* _Aim of the exercise_:
Among the entries, which lines carry the string "None"? Copy each of them.

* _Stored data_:
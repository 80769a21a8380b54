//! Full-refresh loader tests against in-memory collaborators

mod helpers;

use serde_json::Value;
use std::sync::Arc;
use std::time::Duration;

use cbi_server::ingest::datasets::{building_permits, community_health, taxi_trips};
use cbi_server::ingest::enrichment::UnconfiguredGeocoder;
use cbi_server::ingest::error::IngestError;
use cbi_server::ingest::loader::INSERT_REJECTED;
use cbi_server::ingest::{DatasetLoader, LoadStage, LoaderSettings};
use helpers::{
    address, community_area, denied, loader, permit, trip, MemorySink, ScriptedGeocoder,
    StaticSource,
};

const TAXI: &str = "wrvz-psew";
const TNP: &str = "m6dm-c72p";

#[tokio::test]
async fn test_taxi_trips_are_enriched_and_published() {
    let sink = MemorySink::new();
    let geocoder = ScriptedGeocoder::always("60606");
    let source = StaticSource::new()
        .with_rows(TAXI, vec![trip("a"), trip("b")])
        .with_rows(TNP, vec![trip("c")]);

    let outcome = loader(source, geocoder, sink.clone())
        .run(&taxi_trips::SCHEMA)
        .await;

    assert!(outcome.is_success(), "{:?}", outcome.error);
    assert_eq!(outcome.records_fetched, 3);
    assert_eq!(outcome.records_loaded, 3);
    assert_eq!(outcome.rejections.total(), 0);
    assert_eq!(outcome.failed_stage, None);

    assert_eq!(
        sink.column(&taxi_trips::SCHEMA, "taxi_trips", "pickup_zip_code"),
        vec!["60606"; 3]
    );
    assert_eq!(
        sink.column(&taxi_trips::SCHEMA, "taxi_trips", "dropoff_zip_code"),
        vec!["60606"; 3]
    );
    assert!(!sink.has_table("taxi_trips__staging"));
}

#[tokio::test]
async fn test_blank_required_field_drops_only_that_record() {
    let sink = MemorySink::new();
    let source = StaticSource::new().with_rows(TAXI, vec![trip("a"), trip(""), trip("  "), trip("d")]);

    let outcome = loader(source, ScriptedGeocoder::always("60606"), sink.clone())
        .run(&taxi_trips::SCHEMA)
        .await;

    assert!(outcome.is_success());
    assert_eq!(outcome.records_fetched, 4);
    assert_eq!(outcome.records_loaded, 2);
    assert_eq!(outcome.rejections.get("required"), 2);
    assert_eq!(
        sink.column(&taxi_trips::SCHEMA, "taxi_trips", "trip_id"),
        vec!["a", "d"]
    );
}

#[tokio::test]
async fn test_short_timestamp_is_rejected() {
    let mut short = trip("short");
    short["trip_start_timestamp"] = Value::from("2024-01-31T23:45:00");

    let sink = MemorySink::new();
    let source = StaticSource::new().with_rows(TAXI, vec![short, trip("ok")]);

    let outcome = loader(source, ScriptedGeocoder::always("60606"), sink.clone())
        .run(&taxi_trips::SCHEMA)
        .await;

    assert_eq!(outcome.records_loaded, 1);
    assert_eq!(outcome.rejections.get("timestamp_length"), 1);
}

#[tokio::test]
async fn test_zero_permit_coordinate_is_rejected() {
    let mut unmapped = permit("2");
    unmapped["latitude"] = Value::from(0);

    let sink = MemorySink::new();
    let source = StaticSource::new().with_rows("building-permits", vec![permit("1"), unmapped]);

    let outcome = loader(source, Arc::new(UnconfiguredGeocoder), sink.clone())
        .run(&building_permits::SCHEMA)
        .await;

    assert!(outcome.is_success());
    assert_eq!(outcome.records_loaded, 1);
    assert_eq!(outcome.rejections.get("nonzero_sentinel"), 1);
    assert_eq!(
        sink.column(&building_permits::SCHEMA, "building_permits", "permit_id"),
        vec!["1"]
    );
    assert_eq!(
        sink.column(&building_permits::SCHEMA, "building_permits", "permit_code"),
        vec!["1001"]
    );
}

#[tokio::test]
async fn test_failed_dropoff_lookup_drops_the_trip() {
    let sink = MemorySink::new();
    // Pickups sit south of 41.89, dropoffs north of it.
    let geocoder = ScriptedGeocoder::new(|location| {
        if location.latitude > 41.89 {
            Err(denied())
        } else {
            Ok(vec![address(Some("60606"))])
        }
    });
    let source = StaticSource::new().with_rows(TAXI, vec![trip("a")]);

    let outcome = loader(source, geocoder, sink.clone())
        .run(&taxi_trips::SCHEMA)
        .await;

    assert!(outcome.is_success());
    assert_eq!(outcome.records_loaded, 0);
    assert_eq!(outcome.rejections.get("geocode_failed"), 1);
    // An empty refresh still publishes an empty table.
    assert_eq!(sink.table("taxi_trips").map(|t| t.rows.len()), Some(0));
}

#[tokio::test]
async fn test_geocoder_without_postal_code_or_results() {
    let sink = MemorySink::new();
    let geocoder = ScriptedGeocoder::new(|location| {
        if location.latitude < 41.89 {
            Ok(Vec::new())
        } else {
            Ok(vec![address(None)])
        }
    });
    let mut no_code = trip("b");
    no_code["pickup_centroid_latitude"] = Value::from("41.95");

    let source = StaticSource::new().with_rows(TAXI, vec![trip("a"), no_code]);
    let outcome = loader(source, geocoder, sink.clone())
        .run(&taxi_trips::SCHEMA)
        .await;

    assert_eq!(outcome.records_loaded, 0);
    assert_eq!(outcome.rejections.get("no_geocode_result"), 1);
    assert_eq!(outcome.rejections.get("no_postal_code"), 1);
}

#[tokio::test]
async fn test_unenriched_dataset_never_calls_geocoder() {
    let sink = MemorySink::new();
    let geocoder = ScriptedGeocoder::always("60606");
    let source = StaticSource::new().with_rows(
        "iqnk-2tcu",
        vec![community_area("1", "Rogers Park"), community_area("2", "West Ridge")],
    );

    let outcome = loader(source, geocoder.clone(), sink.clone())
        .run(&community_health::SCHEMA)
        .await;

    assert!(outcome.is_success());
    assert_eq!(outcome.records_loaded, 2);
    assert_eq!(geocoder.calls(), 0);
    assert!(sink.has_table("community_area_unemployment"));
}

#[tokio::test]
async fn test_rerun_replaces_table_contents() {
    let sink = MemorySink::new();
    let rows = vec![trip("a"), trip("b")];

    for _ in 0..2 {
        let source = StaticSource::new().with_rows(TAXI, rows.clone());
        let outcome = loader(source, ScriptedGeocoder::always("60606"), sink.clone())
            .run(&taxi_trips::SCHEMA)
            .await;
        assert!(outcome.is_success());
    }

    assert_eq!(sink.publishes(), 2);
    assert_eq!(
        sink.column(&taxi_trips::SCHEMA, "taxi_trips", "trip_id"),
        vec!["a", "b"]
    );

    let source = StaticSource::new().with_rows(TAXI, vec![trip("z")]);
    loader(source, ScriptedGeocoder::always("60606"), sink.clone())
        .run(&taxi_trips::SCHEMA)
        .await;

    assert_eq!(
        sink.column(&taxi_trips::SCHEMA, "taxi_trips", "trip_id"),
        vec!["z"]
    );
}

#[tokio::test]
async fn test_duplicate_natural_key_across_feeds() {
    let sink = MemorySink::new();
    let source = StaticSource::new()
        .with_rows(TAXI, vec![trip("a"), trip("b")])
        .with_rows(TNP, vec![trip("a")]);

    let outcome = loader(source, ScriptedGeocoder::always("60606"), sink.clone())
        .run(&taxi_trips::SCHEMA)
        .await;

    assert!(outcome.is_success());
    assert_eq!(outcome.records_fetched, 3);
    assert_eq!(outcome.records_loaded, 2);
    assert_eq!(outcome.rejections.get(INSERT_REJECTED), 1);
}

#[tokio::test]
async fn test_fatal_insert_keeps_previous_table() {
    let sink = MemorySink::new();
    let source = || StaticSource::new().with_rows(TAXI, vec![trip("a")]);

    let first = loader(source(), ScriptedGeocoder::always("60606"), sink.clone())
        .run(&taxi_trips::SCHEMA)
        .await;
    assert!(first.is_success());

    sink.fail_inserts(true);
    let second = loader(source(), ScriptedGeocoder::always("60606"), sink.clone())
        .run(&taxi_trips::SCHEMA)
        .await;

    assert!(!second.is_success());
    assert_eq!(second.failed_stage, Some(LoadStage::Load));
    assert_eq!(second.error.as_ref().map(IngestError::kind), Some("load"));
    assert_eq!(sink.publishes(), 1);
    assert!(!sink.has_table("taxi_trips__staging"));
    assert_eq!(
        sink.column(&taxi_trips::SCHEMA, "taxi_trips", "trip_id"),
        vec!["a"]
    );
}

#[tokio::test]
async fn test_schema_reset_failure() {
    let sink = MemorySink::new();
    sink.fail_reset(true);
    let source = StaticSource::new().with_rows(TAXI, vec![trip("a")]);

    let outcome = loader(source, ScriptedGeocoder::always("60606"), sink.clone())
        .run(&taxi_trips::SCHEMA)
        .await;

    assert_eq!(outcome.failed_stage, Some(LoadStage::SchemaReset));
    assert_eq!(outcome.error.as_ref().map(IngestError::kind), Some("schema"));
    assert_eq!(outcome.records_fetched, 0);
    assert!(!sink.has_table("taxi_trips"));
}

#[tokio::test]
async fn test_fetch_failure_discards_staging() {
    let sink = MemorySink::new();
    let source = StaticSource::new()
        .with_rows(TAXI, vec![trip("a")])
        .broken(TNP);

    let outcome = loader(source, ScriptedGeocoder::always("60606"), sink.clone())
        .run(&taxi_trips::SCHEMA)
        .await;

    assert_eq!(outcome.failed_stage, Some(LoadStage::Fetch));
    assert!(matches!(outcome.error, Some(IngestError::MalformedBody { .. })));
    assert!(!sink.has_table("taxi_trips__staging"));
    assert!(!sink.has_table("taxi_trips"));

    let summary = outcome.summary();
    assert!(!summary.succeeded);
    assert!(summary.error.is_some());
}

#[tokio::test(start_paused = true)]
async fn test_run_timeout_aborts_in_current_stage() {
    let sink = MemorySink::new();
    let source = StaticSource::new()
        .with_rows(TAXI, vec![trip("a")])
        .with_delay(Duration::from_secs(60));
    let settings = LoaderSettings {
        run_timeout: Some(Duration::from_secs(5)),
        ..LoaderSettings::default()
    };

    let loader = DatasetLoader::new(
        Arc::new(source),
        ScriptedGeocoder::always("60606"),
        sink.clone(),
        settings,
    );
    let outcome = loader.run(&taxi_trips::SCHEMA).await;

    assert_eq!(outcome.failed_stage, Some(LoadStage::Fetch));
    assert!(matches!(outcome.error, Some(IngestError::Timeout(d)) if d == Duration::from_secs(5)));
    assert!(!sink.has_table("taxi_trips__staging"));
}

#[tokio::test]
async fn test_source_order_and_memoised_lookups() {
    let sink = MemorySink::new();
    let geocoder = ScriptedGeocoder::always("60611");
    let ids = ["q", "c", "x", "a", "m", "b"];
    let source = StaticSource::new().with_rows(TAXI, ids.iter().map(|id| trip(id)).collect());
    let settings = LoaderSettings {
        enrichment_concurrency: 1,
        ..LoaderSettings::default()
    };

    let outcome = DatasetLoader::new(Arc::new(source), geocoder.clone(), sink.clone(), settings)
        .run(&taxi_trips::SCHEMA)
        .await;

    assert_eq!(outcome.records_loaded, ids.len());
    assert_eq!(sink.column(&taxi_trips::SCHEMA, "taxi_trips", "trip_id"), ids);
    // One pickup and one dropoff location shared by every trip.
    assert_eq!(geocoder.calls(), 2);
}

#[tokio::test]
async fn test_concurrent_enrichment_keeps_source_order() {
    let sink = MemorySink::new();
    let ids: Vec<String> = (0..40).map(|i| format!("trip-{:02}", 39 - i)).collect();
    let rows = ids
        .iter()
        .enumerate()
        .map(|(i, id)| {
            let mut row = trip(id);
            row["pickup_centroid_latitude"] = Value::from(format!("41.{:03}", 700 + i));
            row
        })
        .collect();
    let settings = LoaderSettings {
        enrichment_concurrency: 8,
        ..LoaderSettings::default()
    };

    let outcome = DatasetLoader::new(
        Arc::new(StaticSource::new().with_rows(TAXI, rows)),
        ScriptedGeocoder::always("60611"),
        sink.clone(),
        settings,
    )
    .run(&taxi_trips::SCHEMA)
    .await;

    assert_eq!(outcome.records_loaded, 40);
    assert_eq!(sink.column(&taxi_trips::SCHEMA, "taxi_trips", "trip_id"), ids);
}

--

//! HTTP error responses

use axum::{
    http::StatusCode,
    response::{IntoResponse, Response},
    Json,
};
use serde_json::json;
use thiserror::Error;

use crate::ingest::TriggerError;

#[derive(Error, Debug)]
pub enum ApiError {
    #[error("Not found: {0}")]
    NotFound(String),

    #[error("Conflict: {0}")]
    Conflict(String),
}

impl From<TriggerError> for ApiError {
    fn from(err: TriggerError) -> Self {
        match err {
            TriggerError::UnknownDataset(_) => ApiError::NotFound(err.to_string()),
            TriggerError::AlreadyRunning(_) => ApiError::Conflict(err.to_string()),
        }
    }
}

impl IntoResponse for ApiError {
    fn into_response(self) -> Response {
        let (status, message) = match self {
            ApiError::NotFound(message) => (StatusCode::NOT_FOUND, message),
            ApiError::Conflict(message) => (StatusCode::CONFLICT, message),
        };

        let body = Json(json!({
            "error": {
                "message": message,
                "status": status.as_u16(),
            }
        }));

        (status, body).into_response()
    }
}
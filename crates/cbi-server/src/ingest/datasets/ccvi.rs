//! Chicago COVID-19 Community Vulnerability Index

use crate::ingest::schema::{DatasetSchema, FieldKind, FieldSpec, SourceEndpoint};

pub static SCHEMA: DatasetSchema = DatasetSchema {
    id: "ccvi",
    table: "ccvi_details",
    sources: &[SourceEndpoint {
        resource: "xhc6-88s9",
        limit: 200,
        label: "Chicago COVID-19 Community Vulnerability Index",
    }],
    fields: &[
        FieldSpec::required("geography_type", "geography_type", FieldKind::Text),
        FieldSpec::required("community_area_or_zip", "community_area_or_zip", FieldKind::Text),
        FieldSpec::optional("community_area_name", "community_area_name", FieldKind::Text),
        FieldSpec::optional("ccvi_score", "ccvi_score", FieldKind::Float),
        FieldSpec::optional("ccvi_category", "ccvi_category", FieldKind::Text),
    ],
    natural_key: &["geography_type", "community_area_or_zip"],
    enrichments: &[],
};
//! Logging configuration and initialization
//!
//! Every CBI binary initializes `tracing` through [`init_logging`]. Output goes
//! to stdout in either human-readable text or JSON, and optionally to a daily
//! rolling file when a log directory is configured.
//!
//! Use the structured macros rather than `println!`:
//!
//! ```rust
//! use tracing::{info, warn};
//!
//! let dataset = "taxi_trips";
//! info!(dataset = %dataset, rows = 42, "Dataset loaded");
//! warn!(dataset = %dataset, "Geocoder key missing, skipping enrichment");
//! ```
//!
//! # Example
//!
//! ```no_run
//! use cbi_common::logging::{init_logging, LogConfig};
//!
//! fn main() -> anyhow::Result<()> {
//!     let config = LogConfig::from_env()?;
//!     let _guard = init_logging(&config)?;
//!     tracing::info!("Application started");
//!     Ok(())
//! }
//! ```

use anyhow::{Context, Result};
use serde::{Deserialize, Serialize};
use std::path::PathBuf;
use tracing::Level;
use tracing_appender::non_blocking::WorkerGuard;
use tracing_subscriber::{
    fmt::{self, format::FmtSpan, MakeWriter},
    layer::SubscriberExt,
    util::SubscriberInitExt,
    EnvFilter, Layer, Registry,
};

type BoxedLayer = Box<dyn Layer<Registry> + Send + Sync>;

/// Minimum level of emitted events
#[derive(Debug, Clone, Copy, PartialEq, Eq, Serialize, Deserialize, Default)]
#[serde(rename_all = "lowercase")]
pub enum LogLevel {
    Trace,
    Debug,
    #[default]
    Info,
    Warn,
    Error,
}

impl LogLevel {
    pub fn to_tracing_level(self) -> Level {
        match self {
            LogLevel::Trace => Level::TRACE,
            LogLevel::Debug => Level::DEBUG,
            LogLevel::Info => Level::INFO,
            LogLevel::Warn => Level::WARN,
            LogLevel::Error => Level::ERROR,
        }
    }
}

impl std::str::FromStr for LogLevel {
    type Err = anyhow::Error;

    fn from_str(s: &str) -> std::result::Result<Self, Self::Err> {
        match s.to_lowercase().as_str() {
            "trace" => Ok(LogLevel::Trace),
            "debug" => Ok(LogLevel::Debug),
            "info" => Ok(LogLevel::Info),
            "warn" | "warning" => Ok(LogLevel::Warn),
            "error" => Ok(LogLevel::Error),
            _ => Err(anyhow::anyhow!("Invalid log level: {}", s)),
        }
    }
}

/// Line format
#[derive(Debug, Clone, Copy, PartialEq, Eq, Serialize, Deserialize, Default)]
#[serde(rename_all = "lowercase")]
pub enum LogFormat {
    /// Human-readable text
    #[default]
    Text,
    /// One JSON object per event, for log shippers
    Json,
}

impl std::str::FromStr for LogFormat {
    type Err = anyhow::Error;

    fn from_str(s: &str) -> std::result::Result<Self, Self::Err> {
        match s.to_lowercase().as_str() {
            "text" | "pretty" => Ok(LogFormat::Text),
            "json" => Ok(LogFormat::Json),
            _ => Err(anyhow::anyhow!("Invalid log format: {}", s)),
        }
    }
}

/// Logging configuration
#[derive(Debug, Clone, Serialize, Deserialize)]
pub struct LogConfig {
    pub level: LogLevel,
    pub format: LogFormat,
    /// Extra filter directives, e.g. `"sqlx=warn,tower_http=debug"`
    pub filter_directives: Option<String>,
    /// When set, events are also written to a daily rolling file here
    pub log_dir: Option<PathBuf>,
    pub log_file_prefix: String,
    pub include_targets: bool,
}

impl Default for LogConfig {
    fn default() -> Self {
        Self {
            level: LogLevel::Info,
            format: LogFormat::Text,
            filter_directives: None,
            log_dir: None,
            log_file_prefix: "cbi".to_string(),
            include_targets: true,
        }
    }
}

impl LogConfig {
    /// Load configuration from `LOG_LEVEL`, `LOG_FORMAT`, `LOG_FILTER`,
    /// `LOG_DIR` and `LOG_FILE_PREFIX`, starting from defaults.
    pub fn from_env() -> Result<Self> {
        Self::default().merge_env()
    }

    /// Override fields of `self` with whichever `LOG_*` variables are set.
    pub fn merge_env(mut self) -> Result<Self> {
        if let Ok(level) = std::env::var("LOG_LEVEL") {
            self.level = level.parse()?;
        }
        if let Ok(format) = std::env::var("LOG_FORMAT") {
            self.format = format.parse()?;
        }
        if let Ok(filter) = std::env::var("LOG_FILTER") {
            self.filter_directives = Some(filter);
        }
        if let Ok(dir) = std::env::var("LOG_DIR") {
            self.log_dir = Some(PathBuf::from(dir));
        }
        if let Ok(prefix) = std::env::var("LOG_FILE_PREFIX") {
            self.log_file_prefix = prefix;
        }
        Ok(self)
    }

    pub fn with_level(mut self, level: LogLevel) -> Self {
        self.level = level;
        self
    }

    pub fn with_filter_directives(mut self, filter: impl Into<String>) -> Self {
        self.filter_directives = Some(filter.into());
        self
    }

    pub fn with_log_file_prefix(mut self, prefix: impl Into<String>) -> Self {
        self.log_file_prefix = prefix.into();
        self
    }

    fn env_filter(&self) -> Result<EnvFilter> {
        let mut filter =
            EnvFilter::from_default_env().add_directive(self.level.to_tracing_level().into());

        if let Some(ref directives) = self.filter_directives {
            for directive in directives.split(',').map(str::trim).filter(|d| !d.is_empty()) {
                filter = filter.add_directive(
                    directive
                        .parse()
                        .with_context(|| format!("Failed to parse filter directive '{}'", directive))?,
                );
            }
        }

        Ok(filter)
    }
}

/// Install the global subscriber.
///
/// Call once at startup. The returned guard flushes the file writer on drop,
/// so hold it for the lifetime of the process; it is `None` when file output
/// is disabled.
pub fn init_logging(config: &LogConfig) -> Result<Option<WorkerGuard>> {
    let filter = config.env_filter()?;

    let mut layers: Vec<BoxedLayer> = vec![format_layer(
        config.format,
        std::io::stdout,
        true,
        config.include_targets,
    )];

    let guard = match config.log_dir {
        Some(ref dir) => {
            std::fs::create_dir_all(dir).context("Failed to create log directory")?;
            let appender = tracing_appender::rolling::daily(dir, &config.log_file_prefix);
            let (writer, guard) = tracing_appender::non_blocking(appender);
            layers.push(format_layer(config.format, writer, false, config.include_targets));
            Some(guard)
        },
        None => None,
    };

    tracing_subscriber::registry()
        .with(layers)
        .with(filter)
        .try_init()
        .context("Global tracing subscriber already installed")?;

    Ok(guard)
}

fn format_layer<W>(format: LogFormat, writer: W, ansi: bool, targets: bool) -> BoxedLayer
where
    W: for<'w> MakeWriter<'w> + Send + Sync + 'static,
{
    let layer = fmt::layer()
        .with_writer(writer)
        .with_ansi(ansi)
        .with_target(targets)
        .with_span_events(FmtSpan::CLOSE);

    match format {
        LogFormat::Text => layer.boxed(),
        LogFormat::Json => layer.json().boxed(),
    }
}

* _Written answer_:
    assert_eq!(outcome.failed_stage, None);
            Ok(vec![address(None)])
            filter_directives: None,
            log_dir: None,
/// so hold it for the lifetime of the process; it is `None` when file output
        None => None,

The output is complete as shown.